CodeGeeX
CodeGeeX copied to clipboard
Hardware requirements?
You mention "NVIDIA V100 or A100", but can a newer consumer RTX 3080 card work? How much VRAM for the models?
Hi! CodeGeeX has 13B parameters, even under FP16 format, the model itself takes around 27GB RAM. Thus it requires GPUs with at least 32GB RAM.
If you want to run it on RTX 3080, there are two possibilities. First, if you want to run it on a single card, you need to frequently switch data between CPU RAM and GPU RAM. It is feasible but will be extremely slow (depending on the speed of PCI-E on your hardware). Second, you may also run it on multiple cards (4 * 3080) using pipeline techniques, i.e., divide the model into multiple parts and put them on different cards, then do the forward calculation of each part sequentially. It is faster than the first solution.

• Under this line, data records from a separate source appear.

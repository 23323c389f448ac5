//! Per-drive state.
//!
//! The controller can address four tape drives (TU10 transports).
//! Each one remembers where its tape is positioned and which command,
//! if any, it is part-way through.  Positions are counted in 16-bit
//! tape words from the load point: a record header occupies two words
//! and a record of `n` bytes occupies `(n + 1) / 2` words.
use std::fmt::{self, Display, Formatter};

use serde::Serialize;

use super::registers::Function;

/// The number of drives one controller can address.
pub const UNIT_COUNT: usize = 4;

/// Identifies one of the four drives.
#[derive(Debug, Clone, Copy, PartialEq, Eq, PartialOrd, Ord, Hash, Serialize)]
pub struct UnitNumber(u8);

impl UnitNumber {
    pub const ZERO: UnitNumber = UnitNumber(0);

    /// Select a unit from the unit-select field of MTC.  The field is
    /// three bits wide but only four drives are emulated, so the top
    /// bit is ignored.
    pub fn from_select_field(select: u8) -> UnitNumber {
        UnitNumber(select & 0o3)
    }

    pub fn all() -> impl Iterator<Item = UnitNumber> {
        (0..UNIT_COUNT as u8).map(UnitNumber)
    }

    pub fn index(&self) -> usize {
        usize::from(self.0)
    }
}

#[derive(Debug, Clone, Copy, PartialEq, Eq)]
pub struct NoSuchUnit(pub u8);

impl Display for NoSuchUnit {
    fn fmt(&self, f: &mut Formatter<'_>) -> Result<(), fmt::Error> {
        write!(f, "there is no tape unit {}", self.0)
    }
}

impl std::error::Error for NoSuchUnit {}

impl TryFrom<u8> for UnitNumber {
    type Error = NoSuchUnit;
    fn try_from(n: u8) -> Result<UnitNumber, NoSuchUnit> {
        if usize::from(n) < UNIT_COUNT {
            Ok(UnitNumber(n))
        } else {
            Err(NoSuchUnit(n))
        }
    }
}

impl From<UnitNumber> for u8 {
    fn from(unit: UnitNumber) -> u8 {
        unit.0
    }
}

impl Display for UnitNumber {
    fn fmt(&self, f: &mut Formatter<'_>) -> Result<(), fmt::Error> {
        write!(f, "{}", self.0)
    }
}

/// Names the tape image a unit reads.  The name is derived from the
/// unit number and otherwise means nothing to the controller.
#[derive(Debug, Clone, PartialEq, Eq, PartialOrd, Ord, Hash, Serialize)]
pub struct BackingId(String);

impl BackingId {
    pub fn for_unit(unit: UnitNumber) -> BackingId {
        BackingId(format!("tm{unit}.tap"))
    }

    pub fn as_str(&self) -> &str {
        &self.0
    }
}

impl Display for BackingId {
    fn fmt(&self, f: &mut Formatter<'_>) -> Result<(), fmt::Error> {
        f.write_str(&self.0)
    }
}

/// Commands which need to look at the tape, and so can be waiting for
/// a record header.
#[derive(Debug, Clone, Copy, PartialEq, Eq, Hash, Serialize)]
pub enum Motion {
    Read,
    SpaceForward,
    SpaceReverse,
}

impl Motion {
    pub fn function(&self) -> Function {
        match self {
            Motion::Read => Function::Read,
            Motion::SpaceForward => Function::SpaceForward,
            Motion::SpaceReverse => Function::SpaceReverse,
        }
    }
}

/// What a unit is waiting for.
#[derive(Debug, Clone, Copy, PartialEq, Eq, Hash, Default, Serialize)]
pub enum Activity {
    #[default]
    Idle,
    /// A header probe is outstanding for this command.
    AwaitingHeader(Motion),
    /// The header of the record being read has been interpreted and
    /// the data transfer is outstanding.
    AwaitingTransfer,
}

#[derive(Debug, Clone, PartialEq, Eq, Serialize)]
pub struct UnitState {
    pub unit: UnitNumber,
    pub position: u64,
    pub activity: Activity,
    pub backing: BackingId,
}

impl UnitState {
    pub fn new(unit: UnitNumber) -> UnitState {
        UnitState {
            unit,
            position: 0,
            activity: Activity::Idle,
            backing: BackingId::for_unit(unit),
        }
    }

    /// The function code of the command in progress, if the unit is
    /// still interpreting tape for it.  A read whose data transfer is
    /// outstanding has already finished with the tape, so it reports
    /// `None` here even though the command has not completed.
    pub fn active_command(&self) -> Option<Function> {
        match self.activity {
            Activity::AwaitingHeader(motion) => Some(motion.function()),
            Activity::Idle | Activity::AwaitingTransfer => None,
        }
    }

    pub fn is_idle(&self) -> bool {
        self.activity == Activity::Idle
    }

    pub fn at_load_point(&self) -> bool {
        self.position == 0
    }
}

/// The fixed set of drives attached to one controller.
#[derive(Debug, Clone, PartialEq, Eq, Serialize)]
pub struct UnitPool {
    units: [UnitState; UNIT_COUNT],
}

impl UnitPool {
    pub fn new() -> UnitPool {
        UnitPool {
            units: [0u8, 1, 2, 3].map(|n| UnitState::new(UnitNumber(n))),
        }
    }

    pub fn get(&self, unit: UnitNumber) -> &UnitState {
        &self.units[unit.index()]
    }

    pub fn get_mut(&mut self, unit: UnitNumber) -> &mut UnitState {
        &mut self.units[unit.index()]
    }

    pub fn iter(&self) -> impl Iterator<Item = &UnitState> {
        self.units.iter()
    }

    /// Move every unit back to the load point.  Backing identifiers and
    /// any outstanding I/O are left alone.
    pub fn rewind_all(&mut self) {
        for unit in self.units.iter_mut() {
            unit.position = 0;
        }
    }
}

impl Default for UnitPool {
    fn default() -> Self {
        Self::new()
    }
}

#[test]
fn test_unit_select_ignores_top_bit() {
    assert_eq!(UnitNumber::from_select_field(0o5), UnitNumber(1));
    assert_eq!(UnitNumber::from_select_field(0o3), UnitNumber(3));
}

#[test]
fn test_unit_number_range() {
    assert!(UnitNumber::try_from(3).is_ok());
    assert_eq!(UnitNumber::try_from(4), Err(NoSuchUnit(4)));
    assert_eq!(UnitNumber::all().count(), UNIT_COUNT);
}

#[test]
fn test_backing_id_naming() {
    let unit = UnitNumber::try_from(2).expect("valid test data");
    assert_eq!(BackingId::for_unit(unit).as_str(), "tm2.tap");
}

#[test]
fn test_active_command() {
    let mut state = UnitState::new(UnitNumber::ZERO);
    assert_eq!(state.active_command(), None);
    state.activity = Activity::AwaitingHeader(Motion::SpaceReverse);
    assert_eq!(state.active_command(), Some(Function::SpaceReverse));
    assert_eq!(state.active_command().map(|f| f.code()), Some(5));
    state.activity = Activity::AwaitingTransfer;
    assert_eq!(state.active_command(), None);
    assert!(!state.is_idle());
}

#[test]
fn test_rewind_all_keeps_backing() {
    let mut pool = UnitPool::new();
    for unit in UnitNumber::all() {
        pool.get_mut(unit).position = 100 + u64::from(u8::from(unit));
    }
    pool.rewind_all();
    for (n, state) in pool.iter().enumerate() {
        assert!(state.at_load_point());
        assert_eq!(state.backing.as_str(), format!("tm{n}.tap"));
    }
}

Hello, was optimizing the number of model parameters part of your research priorities ? If so, what methods or strategies have you put in place? If not, do you plan to look into this subject soon ? Thank you.
Hello, was optimizing the number of model parameters part of your research priorities ? If so, what methods or strategies have you put in place? If not, do you plan to look into this subject soon ? Thank you.
The optimization of the model inference is definitely an important future work. It is not necessarily reducing the number of parameters, since the model should have enough model capacity to learn different languages (especially in the case of multilingual models). Instead, we plan to use methods like quantization (e.g., compress FP16 to INT8) or faster implementations (C++ implementation, kernel fusion, etc). We are currently working on this, and the solution will also be publicly available.
has anyone tried GTX 4090? Would it fit on its 24GB VRAM?